═══ Listed records

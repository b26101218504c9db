//! The index engine capability the facade orchestrates.
//!
//! An engine is not safe for concurrent use: every method takes either
//! `&self` or `&mut self` and the facade guarantees that at most one call is
//! in flight at a time. Cursors are owned by their search session and are only
//! advanced while that same guarantee holds.

use std::sync::atomic::{AtomicBool, Ordering};
use std::sync::Arc;
use std::time::Duration;

use crate::config::IndexConfig;
use crate::error::Result;

/// Engine-assigned document identifier
pub type DocumentId = u32;

/// Indexing state of a document, always read fresh from the engine
#[derive(Debug, Clone, Copy, PartialEq, Eq, Hash)]
pub enum DocumentState {
    NotIndexed,
    Indexed,
    /// Added or replaced, waiting for the next flush
    AddPending,
    /// Removed, waiting for the next flush
    DeletePending,
}

/// What an add actually did to the index
#[derive(Debug, Clone, Copy, PartialEq, Eq, Hash)]
pub enum AddOutcome {
    Created,
    Replaced,
    /// The call succeeded but the document content did not change, either
    /// because it was identical or because replacement was not allowed
    Unchanged,
    Failed,
}

impl AddOutcome {
    /// The boolean reported by the facade's plain add methods.
    /// `Unchanged` counts as success.
    pub fn is_success(&self) -> bool {
        !matches!(self, AddOutcome::Failed)
    }

    pub fn changed_content(&self) -> bool {
        matches!(self, AddOutcome::Created | AddOutcome::Replaced)
    }
}

/// Search-mode flags
#[derive(Debug, Clone, Copy, Default, PartialEq, Eq, Hash)]
pub struct SearchOptions {
    /// Whitespace between terms means OR instead of AND
    pub space_means_or: bool,
    /// Skip scoring; matches come back in document order with score 0
    pub no_relevance_scores: bool,
    /// Treat the query as example text and rank by similarity to it
    pub find_similar: bool,
}

/// Shared flag that asks a cursor to stop advancing
#[derive(Debug, Clone, Default)]
pub struct CancelToken(Arc<AtomicBool>);

impl CancelToken {
    pub fn new() -> Self {
        Self::default()
    }

    pub fn cancel(&self) {
        self.0.store(true, Ordering::Release);
    }

    pub fn is_cancelled(&self) -> bool {
        self.0.load(Ordering::Acquire)
    }
}

/// Matches produced by one cursor advance, in relevance order
#[derive(Debug, Clone, Default, PartialEq)]
pub struct EngineBatch {
    pub matches: Vec<(DocumentId, f32)>,
    /// Whether the cursor may produce more matches
    pub has_more: bool,
}

impl EngineBatch {
    pub fn finished(matches: Vec<(DocumentId, f32)>) -> Self {
        Self {
            matches,
            has_more: false,
        }
    }
}

/// Add/remove/search primitives over one open index.
pub trait IndexEngine: Send + 'static {
    /// Live, resumable search state
    type Cursor: Send + 'static;

    fn config(&self) -> &IndexConfig;

    /// Stage `text` as the content of `url`.
    fn add_text(&mut self, url: &str, text: &str, can_replace: bool) -> Result<AddOutcome>;

    /// Stage removal of `url`. Unknown URLs are not an error.
    fn remove_document(&mut self, url: &str) -> Result<()>;

    fn document_state(&self, url: &str) -> DocumentState;

    /// Number of searchable (committed) documents
    fn document_count(&self) -> usize;

    /// Make staged changes searchable.
    fn flush(&mut self) -> Result<()>;

    /// Release the index, persisting it if it has a location.
    fn close(self) -> Result<()>
    where
        Self: Sized;

    fn create_search(&self, query: &str, options: SearchOptions, cancel: CancelToken)
        -> Self::Cursor;

    /// Produce up to `limit` further matches, spending at most roughly
    /// `timeout` before returning whatever is ready.
    fn advance_search(
        &self,
        cursor: &mut Self::Cursor,
        limit: usize,
        timeout: Duration,
    ) -> EngineBatch;

    /// Map ids to document URLs; ids no longer in the index map to `None`.
    fn resolve_urls(&self, ids: &[DocumentId]) -> Vec<Option<String>>;
}

#[cfg(test)]
mod tests {
    use super::*;

    #[test]
    fn test_add_outcome_success() {
        assert!(AddOutcome::Created.is_success());
        assert!(AddOutcome::Unchanged.is_success());
        assert!(!AddOutcome::Failed.is_success());
        assert!(!AddOutcome::Unchanged.changed_content());
        assert!(AddOutcome::Replaced.changed_content());
    }

    #[test]
    fn test_cancel_token_is_shared() {
        let token = CancelToken::new();
        let clone = token.clone();
        assert!(!clone.is_cancelled());
        token.cancel();
        assert!(clone.is_cancelled());
    }
}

══════

What you need to do is retype all the entries exactly as written.

repository b26101218504c9db
//! The index engine capability the facade orchestrates.
//!
//! An engine is not safe for concurrent use: every method takes either
//! `&self` or `&mut self` and the facade guarantees that at most one call is
//! in flight at a time. Cursors are owned by their search session and are only
//! advanced while that same guarantee holds.

use std::sync::atomic::{AtomicBool, Ordering};
use std::sync::Arc;
use std::time::Duration;

use crate::config::IndexConfig;
use crate::error::Result;

/// Engine-assigned document identifier
pub type DocumentId = u32;

/// Indexing state of a document, always read fresh from the engine
#[derive(Debug, Clone, Copy, PartialEq, Eq, Hash)]
pub enum DocumentState {
    NotIndexed,
    Indexed,
    /// Added or replaced, waiting for the next flush
    AddPending,
    /// Removed, waiting for the next flush
    DeletePending,
}

/// What an add actually did to the index
#[derive(Debug, Clone, Copy, PartialEq, Eq, Hash)]
pub enum AddOutcome {
    Created,
    Replaced,
    /// The call succeeded but the document content did not change, either
    /// because it was identical or because replacement was not allowed
    Unchanged,
    Failed,
}

impl AddOutcome {
    /// The boolean reported by the facade's plain add methods.
    /// `Unchanged` counts as success.
    pub fn is_success(&self) -> bool {
        !matches!(self, AddOutcome::Failed)
    }

    pub fn changed_content(&self) -> bool {
        matches!(self, AddOutcome::Created | AddOutcome::Replaced)
    }
}

/// Search-mode flags
#[derive(Debug, Clone, Copy, Default, PartialEq, Eq, Hash)]
pub struct SearchOptions {
    /// Whitespace between terms means OR instead of AND
    pub space_means_or: bool,
    /// Skip scoring; matches come back in document order with score 0
    pub no_relevance_scores: bool,
    /// Treat the query as example text and rank by similarity to it
    pub find_similar: bool,
}

/// Shared flag that asks a cursor to stop advancing
#[derive(Debug, Clone, Default)]
pub struct CancelToken(Arc<AtomicBool>);

impl CancelToken {
    pub fn new() -> Self {
        Self::default()
    }

    pub fn cancel(&self) {
        self.0.store(true, Ordering::Release);
    }

    pub fn is_cancelled(&self) -> bool {
        self.0.load(Ordering::Acquire)
    }
}

/// Matches produced by one cursor advance, in relevance order
#[derive(Debug, Clone, Default, PartialEq)]
pub struct EngineBatch {
    pub matches: Vec<(DocumentId, f32)>,
    /// Whether the cursor may produce more matches
    pub has_more: bool,
}

impl EngineBatch {
    pub fn finished(matches: Vec<(DocumentId, f32)>) -> Self {
        Self {
            matches,
            has_more: false,
        }
    }
}

/// Add/remove/search primitives over one open index.
pub trait IndexEngine: Send + 'static {
    /// Live, resumable search state
    type Cursor: Send + 'static;

    fn config(&self) -> &IndexConfig;

    /// Stage `text` as the content of `url`.
    fn add_text(&mut self, url: &str, text: &str, can_replace: bool) -> Result<AddOutcome>;

    /// Stage removal of `url`. Unknown URLs are not an error.
    fn remove_document(&mut self, url: &str) -> Result<()>;

    fn document_state(&self, url: &str) -> DocumentState;

    /// Number of searchable (committed) documents
    fn document_count(&self) -> usize;

    /// Make staged changes searchable.
    fn flush(&mut self) -> Result<()>;

    /// Release the index, persisting it if it has a location.
    fn close(self) -> Result<()>
    where
        Self: Sized;

    fn create_search(&self, query: &str, options: SearchOptions, cancel: CancelToken)
        -> Self::Cursor;

    /// Produce up to `limit` further matches, spending at most roughly
    /// `timeout` before returning whatever is ready.
    fn advance_search(
        &self,
        cursor: &mut Self::Cursor,
        limit: usize,
        timeout: Duration,
    ) -> EngineBatch;

    /// Map ids to document URLs; ids no longer in the index map to `None`.
    fn resolve_urls(&self, ids: &[DocumentId]) -> Vec<Option<String>>;
}

#[cfg(test)]
mod tests {
    use super::*;

    #[test]
    fn test_add_outcome_success() {
        assert!(AddOutcome::Created.is_success());
        assert!(AddOutcome::Unchanged.is_success());
        assert!(!AddOutcome::Failed.is_success());
        assert!(!AddOutcome::Unchanged.changed_content());
        assert!(AddOutcome::Replaced.changed_content());
    }

    #[test]
    fn test_cancel_token_is_shared() {
        let token = CancelToken::new();
        let clone = token.clone();
        assert!(!clone.is_cancelled());
        token.cancel();
        assert!(clone.is_cancelled());
    }
}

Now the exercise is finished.